Lid worden

Even kennismaken met…

Boele, maar ja, wie kent Boele niet? Als je aan survival doet ken je Boele. Ter gelegenheid van zijn 80ste verjaardag hebben we deze keer een iets uitgebreider interview. Het is al bijna 30 jaar terug dat Boele in aanraking kwam met de survivalsport en één van de pioniers was voor deze sport in Boerakker. Hieruit is onze survivalvereniging 4all voortgekomen. Tijd voor een terugblik op deze periode maar ook op zijn leven.
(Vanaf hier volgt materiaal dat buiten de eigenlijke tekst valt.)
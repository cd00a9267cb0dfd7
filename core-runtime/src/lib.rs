//! # Core Runtime Module
//!
//! Shared runtime infrastructure for the synthesis pipeline:
//! - `tracing-subscriber` setup (pretty, JSON or compact output)
//! - Module-level filtering
//! - Mirroring of log records into a host logger through [`LogSink`]
//!
//! Decoding crates only emit `tracing` events; the host binary decides how
//! they are rendered by calling [`init_logging`] once at startup.

pub mod error;
pub mod logging;

pub use error::{Error, Result};
pub use logging::{init_logging, LogFormat, LogLevel, LogRecord, LogSink, LoggingConfig};
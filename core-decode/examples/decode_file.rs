//! # Decode File Example
//!
//! Streams a local WAV or MP3 file through the synthesis driver as if it
//! were a network response body, and reports what a playback sink would
//! have received.
//!
//! Run with: `cargo run --example decode_file --package core-decode -- speech.mp3`
//!
//! Press Ctrl-C to cancel mid-stream.

use core_decode::{DecodeConfig, SynthesisDriver, SynthesisEvent};
use core_runtime::logging::{init_logging, LogFormat, LogLevel, LoggingConfig};
use tokio::sync::mpsc;
use tokio_util::sync::CancellationToken;

#[tokio::main]
async fn main() -> Result<(), Box<dyn std::error::Error>> {
    init_logging(
        LoggingConfig::default()
            .with_format(LogFormat::Compact)
            .with_level(LogLevel::Debug),
    )?;

    let Some(path) = std::env::args().nth(1) else {
        eprintln!("usage: decode_file <audio-file>");
        std::process::exit(2);
    };

    let driver = SynthesisDriver::with_symphonia(DecodeConfig::low_latency())?;
    let body = tokio::fs::File::open(&path).await?;

    let cancel = CancellationToken::new();
    let on_interrupt = cancel.clone();
    tokio::spawn(async move {
        if tokio::signal::ctrl_c().await.is_ok() {
            on_interrupt.cancel();
        }
    });

    // Stand-in for the audio device: counts what it would have played.
    let (mut tx, mut rx) = mpsc::unbounded_channel::<SynthesisEvent>();
    let player = tokio::spawn(async move {
        let mut format = None;
        let mut chunks = 0usize;
        let mut pcm_bytes = 0usize;
        while let Some(event) = rx.recv().await {
            match event {
                SynthesisEvent::Started(f) => format = Some(f),
                SynthesisEvent::Audio(pcm) => {
                    chunks += 1;
                    pcm_bytes += pcm.len();
                }
                SynthesisEvent::Error { message, .. } => println!("synthesis failed: {}", message),
                SynthesisEvent::Done => println!("synthesis done"),
            }
        }
        (format, chunks, pcm_bytes)
    });

    let outcome = driver.run(body, &mut tx, &cancel).await?;
    drop(tx);
    let (format, chunks, pcm_bytes) = player.await?;

    println!("outcome:    {:?}", outcome);
    if let Some(format) = format {
        let bytes_per_second = format.sample_rate as f64 * format.bytes_per_frame() as f64;
        let seconds = pcm_bytes as f64 / bytes_per_second;
        println!(
            "format:     {} Hz, {} ch, {} bit",
            format.sample_rate, format.channels, format.bits_per_sample
        );
        println!("audio:      {} chunks, {} bytes ({:.2} s)", chunks, pcm_bytes, seconds);
    }

    Ok(())
}
//! # Symphonia Decode Engine
//!
//! In-process MPEG audio engine built on Symphonia's Layer I/II/III decoder.
//!
//! Frames are decoded synchronously inside [`offer`](DecodeEngine::offer) and
//! parked in a bounded output queue until polled, which gives callers the
//! same busy/drain behaviour as an asynchronous platform codec.

use super::{DecodeEngine, EngineFactory, EnginePoll, OfferStatus};
use crate::config::DecodeConfig;
use crate::error::{DecodeError, Result};
use crate::mpeg::{MpegFrameHeader, MpegLayer};
use bytes::Bytes;
use std::collections::VecDeque;
use std::time::Duration;
use symphonia::core::audio::SampleBuffer;
use symphonia::core::codecs::{
    CodecParameters, CodecType, Decoder, DecoderOptions, CODEC_TYPE_MP1, CODEC_TYPE_MP2,
    CODEC_TYPE_MP3,
};
use symphonia::core::errors::Error as SymphoniaError;
use symphonia::core::formats::Packet;
use tracing::{debug, error, warn};

/// Consecutive undecodable frames tolerated before the engine gives up.
const MAX_CONSECUTIVE_ERRORS: u32 = 10;

/// Decode engine backed by a Symphonia codec.
pub struct SymphoniaEngine {
    decoder: Option<Box<dyn Decoder>>,
    output: VecDeque<Bytes>,
    queue_depth: usize,
    sample_buf: Option<SampleBuffer<i16>>,
    /// Timestamp of the next packet, in samples per channel.
    next_ts: u64,
    consecutive_errors: u32,
    end_of_stream: bool,
}

impl SymphoniaEngine {
    /// Create an engine for the stream described by `header`.
    ///
    /// # Errors
    ///
    /// Returns [`DecodeError::Engine`] if no Symphonia codec is registered for
    /// the header's layer.
    pub fn new(header: &MpegFrameHeader, queue_depth: usize) -> Result<Self> {
        let mut params = CodecParameters::new();
        params
            .for_codec(codec_for_layer(header.layer))
            .with_sample_rate(header.sample_rate);

        let decoder = symphonia::default::get_codecs()
            .make(&params, &DecoderOptions::default())
            .map_err(|e| DecodeError::engine(format!("Failed to create decoder: {}", e)))?;

        debug!(
            layer = ?header.layer,
            sample_rate = header.sample_rate,
            channels = header.channels(),
            queue_depth,
            "Created Symphonia decode engine"
        );

        Ok(Self {
            decoder: Some(decoder),
            output: VecDeque::with_capacity(queue_depth),
            queue_depth: queue_depth.max(1),
            sample_buf: None,
            next_ts: 0,
            consecutive_errors: 0,
            end_of_stream: false,
        })
    }

    fn decode_frame(&mut self, frame: &[u8]) -> Result<()> {
        let decoder = self.decoder.as_mut().ok_or(DecodeError::EngineReleased)?;
        let packet = Packet::new_from_slice(0, self.next_ts, 0, frame);

        let decoded = match decoder.decode(&packet) {
            Ok(decoded) => decoded,
            Err(err @ (SymphoniaError::DecodeError(_) | SymphoniaError::IoError(_)))
                if self.consecutive_errors + 1 < MAX_CONSECUTIVE_ERRORS =>
            {
                self.consecutive_errors += 1;
                warn!(
                    attempt = self.consecutive_errors,
                    ts = packet.ts(),
                    "Skipping undecodable frame: {}",
                    err
                );
                return Ok(());
            }
            Err(e) => {
                error!("Fatal decode error: {}", e);
                return Err(DecodeError::engine(format!("Failed to decode frame: {}", e)));
            }
        };
        self.consecutive_errors = 0;

        let frames = decoded.frames();
        self.next_ts += frames as u64;
        if frames == 0 {
            return Ok(());
        }

        let spec = *decoded.spec();
        let needed = decoded.capacity() * spec.channels.count();
        if self.sample_buf.as_ref().map_or(true, |buf| buf.capacity() < needed) {
            self.sample_buf = Some(SampleBuffer::<i16>::new(decoded.capacity() as u64, spec));
        }
        let Some(sample_buf) = self.sample_buf.as_mut() else {
            return Ok(());
        };
        sample_buf.copy_interleaved_ref(decoded);

        let pcm: Vec<u8> = sample_buf
            .samples()
            .iter()
            .flat_map(|sample| sample.to_le_bytes())
            .collect();
        self.output.push_back(Bytes::from(pcm));

        Ok(())
    }
}

fn codec_for_layer(layer: MpegLayer) -> CodecType {
    match layer {
        MpegLayer::I => CODEC_TYPE_MP1,
        MpegLayer::II => CODEC_TYPE_MP2,
        MpegLayer::III => CODEC_TYPE_MP3,
    }
}

impl DecodeEngine for SymphoniaEngine {
    fn offer(&mut self, frame: &[u8], _timeout: Duration) -> Result<OfferStatus> {
        if self.decoder.is_none() {
            return Err(DecodeError::EngineReleased);
        }
        if self.end_of_stream {
            return Err(DecodeError::engine("frame offered after end of stream"));
        }
        if self.output.len() >= self.queue_depth {
            return Ok(OfferStatus::Busy);
        }

        self.decode_frame(frame)?;
        Ok(OfferStatus::Accepted)
    }

    fn poll(&mut self, _timeout: Duration) -> Result<EnginePoll> {
        if self.decoder.is_none() {
            return Err(DecodeError::EngineReleased);
        }

        Ok(match self.output.pop_front() {
            Some(chunk) => EnginePoll::Chunk(chunk),
            None if self.end_of_stream => EnginePoll::EndOfStream,
            None => EnginePoll::Empty,
        })
    }

    fn signal_end_of_stream(&mut self) -> Result<()> {
        if self.decoder.is_none() {
            return Err(DecodeError::EngineReleased);
        }
        self.end_of_stream = true;
        Ok(())
    }

    fn release(&mut self) {
        if self.decoder.take().is_some() {
            debug!(
                discarded_chunks = self.output.len(),
                "Released Symphonia decode engine"
            );
        }
        self.output.clear();
        self.sample_buf = None;
    }
}

/// Builds a [`SymphoniaEngine`] per session.
#[derive(Debug, Clone, Copy, Default)]
pub struct SymphoniaEngineFactory;

impl EngineFactory for SymphoniaEngineFactory {
    fn create(
        &self,
        header: &MpegFrameHeader,
        config: &DecodeConfig,
    ) -> Result<Box<dyn DecodeEngine>> {
        Ok(Box::new(SymphoniaEngine::new(header, config.engine_queue_depth)?))
    }
}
Want naast survivaltrainer was Boele ook op jonge leeftijd al turntrainer. Nog daarvoor was hij lasser, militair en zelfs opgeleid als smid. Een beroep dat veel leden van onze vereniging vandaag de dag weinig meer zegt. Genoeg om over te vertellen en het helpt dat Boele heel goed kan vertellen. Het interview vindt plaats in zijn houten woning die hij zelf bouwde tussen 1988 en 1999, bij een knisperende kachel en zijn vrouw Lutske op de achtergrond die mij gastvrij ontvangt en ons voorziet van drankjes en versnaperingen.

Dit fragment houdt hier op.